Comment devenir ermite ?

Il est très fréquent que l’on me demande ici, dans les commentaires aux articles ou par message privé, comment devenir ermite. Ce qui est compréhensible, vu le sujet de ce blog.

Comme je l’ai déjà dit souvent, je n’ai pas la vocation, la grâce d’état, ni même le tempérament pour donner à d’autres des conseils spirituels et exercer un discernement sur une éventuelle vocation.

Il vaut mieux suivre les avis d’un prêtre catholique qui soit votre Père spirituel ainsi que les enseignements du Magistère* sur la vie religieuse.

Cependant, comme il est plus facile de parler d’une réalité dont a fait soi-même l’expérience, voici quelques réflexions expérimentales, qui ne sont que des réflexions personnelles.

Tout d’abord, que la vocation d’ermite soit une vocation particulière et à part entière, il suffit seulement de lire tous les jours le Martyrologe** pour s’en convaincre facilement.
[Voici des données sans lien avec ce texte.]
//! Markdown syntax tree.
//!
//! `pulldown-cmark` produces a flat event stream; [`parse`] folds it into an
//! owned tree of [`SyntaxNode`]s so the rewrite passes can replace whole
//! subtrees. Only the node kinds a pass actually inspects get their own
//! variant. Everything else (paragraphs, emphasis, lists, tables, images,
//! inline code) is folded into [`SyntaxNode::Element`] with the HTML tag it
//! will eventually become.

use pulldown_cmark::{CodeBlockKind, Event, HeadingLevel, Options, Parser, Tag, TagEnd};
use std::collections::BTreeMap;

/// Element attributes, ordered for deterministic serialization.
pub type Properties = BTreeMap<String, String>;

#[derive(Debug, Clone, PartialEq)]
pub enum SyntaxNode {
    Text(String),
    Heading {
        depth: u8,
        children: Vec<SyntaxNode>,
    },
    Link {
        url: String,
        title: String,
        children: Vec<SyntaxNode>,
    },
    /// Link reference definition (`[label]: url "title"`).
    Definition {
        label: String,
        url: String,
        title: String,
    },
    /// Fenced or indented code block.
    Code {
        lang: Option<String>,
        value: String,
        /// Replacement children produced by a highlighter.
        highlighted: Option<Vec<SyntaxNode>>,
    },
    /// Raw HTML, block or inline.
    Html(String),
    Element {
        tag: String,
        properties: Properties,
        children: Vec<SyntaxNode>,
    },
}

impl SyntaxNode {
    pub fn text(value: impl Into<String>) -> Self {
        SyntaxNode::Text(value.into())
    }

    pub fn element(tag: &str, children: Vec<SyntaxNode>) -> Self {
        SyntaxNode::Element {
            tag: tag.to_string(),
            properties: Properties::new(),
            children,
        }
    }

    /// A `<span class="...">` holding a single text node.
    pub fn span(class: &str, value: impl Into<String>) -> Self {
        let mut properties = Properties::new();
        properties.insert("class".to_string(), class.to_string());
        SyntaxNode::Element {
            tag: "span".to_string(),
            properties,
            children: vec![SyntaxNode::text(value)],
        }
    }

    pub fn code(lang: Option<&str>, value: impl Into<String>) -> Self {
        SyntaxNode::Code {
            lang: lang.map(str::to_string),
            value: value.into(),
            highlighted: None,
        }
    }

    pub fn children(&self) -> &[SyntaxNode] {
        match self {
            SyntaxNode::Heading { children, .. }
            | SyntaxNode::Link { children, .. }
            | SyntaxNode::Element { children, .. } => children,
            SyntaxNode::Code {
                highlighted: Some(children),
                ..
            } => children,
            _ => &[],
        }
    }
}

/// Concatenated text of a node and its descendants.
pub fn text_content(node: &SyntaxNode) -> String {
    match node {
        SyntaxNode::Text(value) => value.clone(),
        SyntaxNode::Code { value, .. } => value.clone(),
        other => other.children().iter().map(text_content).collect(),
    }
}

fn markdown_options() -> Options {
    Options::ENABLE_TABLES | Options::ENABLE_STRIKETHROUGH | Options::ENABLE_TASKLISTS
}

/// What an open `Start` event will become once its `End` arrives.
enum Frame {
    Root,
    Heading(u8),
    Link { url: String, title: String },
    Image { src: String, title: String },
    Code { lang: Option<String> },
    HtmlBlock,
    Element(&'static str, Properties),
    TableHead,
}

struct Open {
    frame: Frame,
    children: Vec<SyntaxNode>,
}

/// Parse markdown into a list of top-level syntax nodes.
///
/// Link reference definitions are appended after the blocks, in label order.
pub fn parse(markdown: &str) -> Vec<SyntaxNode> {
    let parser = Parser::new_ext(markdown, markdown_options());
    let definitions: Vec<SyntaxNode> = {
        let mut defs: Vec<_> = parser
            .reference_definitions()
            .iter()
            .map(|(label, def)| SyntaxNode::Definition {
                label: label.to_string(),
                url: def.dest.to_string(),
                title: def.title.as_deref().unwrap_or("").to_string(),
            })
            .collect();
        defs.sort_by(|a, b| match (a, b) {
            (
                SyntaxNode::Definition { label: a, .. },
                SyntaxNode::Definition { label: b, .. },
            ) => a.cmp(b),
            _ => std::cmp::Ordering::Equal,
        });
        defs
    };

    let mut stack = vec![Open {
        frame: Frame::Root,
        children: Vec::new(),
    }];
    let mut in_table_head = false;

    for event in parser {
        match event {
            Event::Start(tag) => {
                let frame = match tag {
                    Tag::Heading { level, .. } => Frame::Heading(heading_depth(level)),
                    Tag::Link {
                        dest_url, title, ..
                    } => Frame::Link {
                        url: dest_url.to_string(),
                        title: title.to_string(),
                    },
                    Tag::Image {
                        dest_url, title, ..
                    } => Frame::Image {
                        src: dest_url.to_string(),
                        title: title.to_string(),
                    },
                    Tag::CodeBlock(kind) => Frame::Code {
                        lang: match kind {
                            CodeBlockKind::Fenced(info) => info
                                .split_whitespace()
                                .next()
                                .map(str::to_string),
                            CodeBlockKind::Indented => None,
                        },
                    },
                    Tag::HtmlBlock => Frame::HtmlBlock,
                    Tag::TableHead => {
                        in_table_head = true;
                        Frame::TableHead
                    }
                    Tag::List(Some(start)) if start != 1 => {
                        let mut properties = Properties::new();
                        properties.insert("start".to_string(), start.to_string());
                        Frame::Element("ol", properties)
                    }
                    other => Frame::Element(element_tag(&other, in_table_head), Properties::new()),
                };
                stack.push(Open {
                    frame,
                    children: Vec::new(),
                });
            }
            Event::End(end) => {
                if matches!(end, TagEnd::TableHead) {
                    in_table_head = false;
                }
                let Some(open) = stack.pop() else { break };
                let node = close(open);
                if let Some(parent) = stack.last_mut() {
                    push_child(&mut parent.children, node);
                }
            }
            Event::Text(text) => {
                if let Some(open) = stack.last_mut() {
                    push_child(&mut open.children, SyntaxNode::text(text.as_ref()));
                }
            }
            Event::Code(code) => {
                if let Some(open) = stack.last_mut() {
                    open.children.push(SyntaxNode::element(
                        "code",
                        vec![SyntaxNode::text(code.as_ref())],
                    ));
                }
            }
            Event::Html(html) | Event::InlineHtml(html) => {
                if let Some(open) = stack.last_mut() {
                    open.children.push(SyntaxNode::Html(html.to_string()));
                }
            }
            Event::SoftBreak => {
                if let Some(open) = stack.last_mut() {
                    push_child(&mut open.children, SyntaxNode::text("\n"));
                }
            }
            Event::HardBreak => {
                if let Some(open) = stack.last_mut() {
                    open.children.push(SyntaxNode::element("br", Vec::new()));
                }
            }
            Event::Rule => {
                if let Some(open) = stack.last_mut() {
                    open.children.push(SyntaxNode::element("hr", Vec::new()));
                }
            }
            Event::TaskListMarker(checked) => {
                if let Some(open) = stack.last_mut() {
                    let mut properties = Properties::new();
                    properties.insert("type".to_string(), "checkbox".to_string());
                    properties.insert("disabled".to_string(), String::new());
                    if checked {
                        properties.insert("checked".to_string(), String::new());
                    }
                    open.children.push(SyntaxNode::Element {
                        tag: "input".to_string(),
                        properties,
                        children: Vec::new(),
                    });
                }
            }
            _ => {}
        }
    }

    let mut nodes = stack
        .into_iter()
        .next()
        .map(|root| root.children)
        .unwrap_or_default();
    nodes.extend(definitions);
    nodes
}

fn heading_depth(level: HeadingLevel) -> u8 {
    match level {
        HeadingLevel::H1 => 1,
        HeadingLevel::H2 => 2,
        HeadingLevel::H3 => 3,
        HeadingLevel::H4 => 4,
        HeadingLevel::H5 => 5,
        HeadingLevel::H6 => 6,
    }
}

fn element_tag(tag: &Tag<'_>, in_table_head: bool) -> &'static str {
    match tag {
        Tag::Paragraph => "p",
        Tag::BlockQuote(_) => "blockquote",
        Tag::List(None) => "ul",
        Tag::List(Some(_)) => "ol",
        Tag::Item => "li",
        Tag::Emphasis => "em",
        Tag::Strong => "strong",
        Tag::Strikethrough => "del",
        Tag::Table(_) => "table",
        Tag::TableRow => "tr",
        Tag::TableCell if in_table_head => "th",
        Tag::TableCell => "td",
        _ => "div",
    }
}

/// Merge adjacent text nodes so passes see whole words and lines.
fn push_child(children: &mut Vec<SyntaxNode>, node: SyntaxNode) {
    if let SyntaxNode::Text(value) = &node
        && let Some(SyntaxNode::Text(last)) = children.last_mut()
    {
        last.push_str(value);
        return;
    }
    children.push(node);
}

fn close(open: Open) -> SyntaxNode {
    let Open { frame, children } = open;
    match frame {
        Frame::Heading(depth) => SyntaxNode::Heading { depth, children },
        Frame::Link { url, title } => SyntaxNode::Link {
            url,
            title,
            children,
        },
        Frame::Image { src, title } => {
            let alt: String = children.iter().map(text_content).collect();
            let mut properties = Properties::new();
            properties.insert("src".to_string(), src);
            properties.insert("alt".to_string(), alt);
            if !title.is_empty() {
                properties.insert("title".to_string(), title);
            }
            SyntaxNode::Element {
                tag: "img".to_string(),
                properties,
                children: Vec::new(),
            }
        }
        Frame::Code { lang } => {
            let mut value: String = children.iter().map(text_content).collect();
            if value.ends_with('\n') {
                value.pop();
            }
            SyntaxNode::Code {
                lang,
                value,
                highlighted: None,
            }
        }
        Frame::HtmlBlock => {
            let raw: String = children
                .iter()
                .map(|child| match child {
                    SyntaxNode::Html(raw) => raw.clone(),
                    other => text_content(other),
                })
                .collect();
            SyntaxNode::Html(raw)
        }
        Frame::TableHead => SyntaxNode::element("thead", vec![SyntaxNode::element("tr", children)]),
        Frame::Element(tag, properties) => SyntaxNode::Element {
            tag: tag.to_string(),
            properties,
            children,
        },
        Frame::Root => SyntaxNode::element("div", children),
    }
}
Dans la liste des saints du Martyrologe, il ne se passe pas quelques jours sans que l’on ne mentionne des ermites, des anachorètes. Dans la Litanie des saints et dans l’office liturgique de la fête de la Toussaint, ils ont également une mention bien particulière.

1. Mais d’où viennent-ils ? — 2. Comment devenir soi-même ermite ? — Nous allons essayer de répondre à ces deux questions.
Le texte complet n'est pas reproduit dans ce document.